Brains, Minds and Machines
A Special Topics Course at MBL Woods Hole, MA
Directors: Gabriel Kreiman, Children’s Hospital, Harvard Medical School; and Tomaso Poggio, Massachusetts Institute of Technology 
Course Dates: Aug. 13 - Sept. 3, 2017
***Application Deadline: March 14, 2017*** 


The problem of intelligence – how the brain produces intelligent behavior and how we may be able to replicate intelligence in machines – is arguably the greatest problem in science and technology. To solve it we will need to understand how human intelligence emerges from computation in neural circuits, with rigor sufficient to reproduce similar intelligent behavior in machines. Success in this endeavor ultimately will enable us to understand ourselves better, to produce smarter machines, and perhaps even to make ourselves smarter. Today’s AI technologies, such as Watson and Siri, are impressive, but their domain specificity and reliance on vast numbers of labeled examples are obvious limitations; few view this as brain-like or human intelligence. The synergistic combination of cognitive science, neurobiology, engineering, mathematics, and computer science holds the promise to build much more robust and sophisticated algorithms implemented in intelligent machines. 

Set in the charming town of Woods Hole, there will be lectures and tutorials by leaders in the field. In addition, students will be working on cutting-edge projects with the help of faculty and teaching assistants. This course aims to cross-educate computer engineers and neuroscientists; it is appropriate for graduate students, postdocs, and faculty in computer science and/or neuroscience. Students are expected to have a strong background in one discipline (such as neurobiology, physics, engineering, and mathematics). Our goal is to develop the science and the technology of intelligence and to help train a new generation of scientists that will leverage the progress in neuroscience, cognitive science, and computer science. 

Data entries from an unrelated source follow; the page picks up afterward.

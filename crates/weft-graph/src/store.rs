//! Graph store trait and in-memory implementation.
//!
//! A [`GraphStore`] answers three read-only questions: which nodes a term
//! names, what lies one hop from a set of nodes, and (as a convenience with
//! a default built on `expand`) what lies within N hops.
//!
//! # Backends
//!
//! - [`InMemoryGraphStore`]: petgraph-backed [`GraphData`]

use std::collections::{HashMap, HashSet};

use async_trait::async_trait;
use weft_core::Result;
use weft_core::config::MAX_TRAVERSAL_DEPTH;

use crate::algorithms::{expand_frontier, match_nodes, multi_source_distances};
use crate::types::{Edge, GraphData, GraphNode, NodeLabel, Relationship};

/// A node reached by one hop from a frontier node.
#[derive(Clone, Debug, PartialEq)]
pub struct Neighbor {
    /// Id of the frontier node the edge was followed from.
    pub from: String,
    /// The edge followed.
    pub edge: Edge,
    /// The node reached, degree filled in.
    pub node: GraphNode,
}

/// A node with its hop distance from the nearest seed.
#[derive(Clone, Debug, PartialEq)]
pub struct Reached {
    /// The node, degree filled in.
    pub node: GraphNode,
    /// Minimum hop count from any seed (0 for seeds).
    pub hops: usize,
}

/// Abstract graph backend.
#[async_trait]
pub trait GraphStore: Send + Sync {
    /// Resolves a term to nodes: exact name/id match, else fuzzy name match
    /// with normalized similarity `>= fuzzy_threshold`.
    async fn match_nodes(&self, term: &str, fuzzy_threshold: f64) -> Result<Vec<GraphNode>>;

    /// Follows one hop, both edge directions, from each of `node_ids`.
    async fn expand(
        &self,
        node_ids: &[String],
        relationships: Option<&[Relationship]>,
    ) -> Result<Vec<Neighbor>>;

    /// Names of every node carrying one of `labels`.
    async fn node_names(&self, labels: &[NodeLabel]) -> Result<Vec<String>>;

    /// Every node within `max_depth` hops of a seed, with its minimum hop
    /// count. Seeds themselves are included at hop 0.
    ///
    /// The default runs a level-synchronous traversal over [`expand`].
    ///
    /// [`expand`]: GraphStore::expand
    async fn traverse(&self, seeds: &[GraphNode], max_depth: usize) -> Result<Vec<Reached>> {
        let max_depth = max_depth.min(MAX_TRAVERSAL_DEPTH);
        let mut reached: Vec<Reached> = Vec::new();
        let mut visited: HashSet<String> = HashSet::new();
        let mut frontier: Vec<String> = Vec::new();

        for seed in seeds {
            if visited.insert(seed.id.clone()) {
                frontier.push(seed.id.clone());
                reached.push(Reached {
                    node: seed.clone(),
                    hops: 0,
                });
            }
        }

        for depth in 1..=max_depth {
            if frontier.is_empty() {
                break;
            }
            let mut next = Vec::new();
            for neighbor in self.expand(&frontier, None).await? {
                if visited.insert(neighbor.node.id.clone()) {
                    next.push(neighbor.node.id.clone());
                    reached.push(Reached {
                        node: neighbor.node,
                        hops: depth,
                    });
                }
            }
            frontier = next;
        }

        Ok(reached)
    }

    /// Backend name for diagnostics.
    fn name(&self) -> &str;

    /// Number of stored nodes.
    fn node_count(&self) -> usize;
}

// ============================================================================
// InMemoryGraphStore
// ============================================================================

/// Graph store over an in-memory [`GraphData`].
#[derive(Debug, Default)]
pub struct InMemoryGraphStore {
    data: GraphData,
}

impl InMemoryGraphStore {
    /// Wraps a built graph.
    pub fn new(data: GraphData) -> Self {
        Self { data }
    }

    /// The underlying graph.
    pub fn data(&self) -> &GraphData {
        &self.data
    }
}

#[async_trait]
impl GraphStore for InMemoryGraphStore {
    async fn match_nodes(&self, term: &str, fuzzy_threshold: f64) -> Result<Vec<GraphNode>> {
        Ok(match_nodes(&self.data, term, fuzzy_threshold)
            .into_iter()
            .filter_map(|idx| self.data.node_at(idx))
            .collect())
    }

    async fn expand(
        &self,
        node_ids: &[String],
        relationships: Option<&[Relationship]>,
    ) -> Result<Vec<Neighbor>> {
        let frontier: Vec<_> = node_ids
            .iter()
            .filter_map(|id| self.data.get_index(id))
            .collect();

        Ok(expand_frontier(&self.data, &frontier, relationships)
            .into_iter()
            .filter_map(|hop| {
                let node = self.data.node_at(hop.to)?;
                let from = self.data.graph.node_weight(hop.from)?.id.clone();
                Some(Neighbor {
                    from,
                    edge: hop.edge.clone(),
                    node,
                })
            })
            .collect())
    }

    async fn node_names(&self, labels: &[NodeLabel]) -> Result<Vec<String>> {
        let mut names: Vec<String> = self
            .data
            .iter_nodes()
            .filter(|node| labels.contains(&node.label))
            .map(|node| node.name.clone())
            .collect();
        names.sort();
        names.dedup();
        Ok(names)
    }

    async fn traverse(&self, seeds: &[GraphNode], max_depth: usize) -> Result<Vec<Reached>> {
        let seed_indices: Vec<_> = seeds
            .iter()
            .filter_map(|seed| self.data.get_index(&seed.id))
            .collect();
        let distances: HashMap<_, _> = multi_source_distances(&self.data, &seed_indices, max_depth);

        Ok(distances
            .into_iter()
            .filter_map(|(idx, hops)| self.data.node_at(idx).map(|node| Reached { node, hops }))
            .collect())
    }

    fn name(&self) -> &str {
        "in-memory"
    }

    fn node_count(&self) -> usize {
        self.data.node_count()
    }
}

// ============================================================================
// Tests
// ============================================================================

The Center for Brains, Minds and Machines (CBMM) [cbmm.mit.edu] will also be hosting an Evening Lecture Series, including speakers from both industry and academia, in the fields of neuroscience, computer science, and cognitive science.

Invited faculty include Larry Abbott, Bill Bialek, Bob Desimone, Jim DiCarlo, Winrich Freiwald, Sam Gershman, Asif Ghazanfar, Nancy Kanwisher, Boris Katz, Gabriel Kreiman, Christof Koch, Jeff Lichtman, Marge Livingstone, Josh McDermott, Tommy Poggio, Marc Raibert, Lorenzo Rosasco, Rebecca Saxe, Haim Sompolinsky, Liz Spelke, Max Tegmark, Josh Tenenbaum, Shimon Ullman, Matt Wilson, Patrick Winston, Jeremy Wolfe, among others.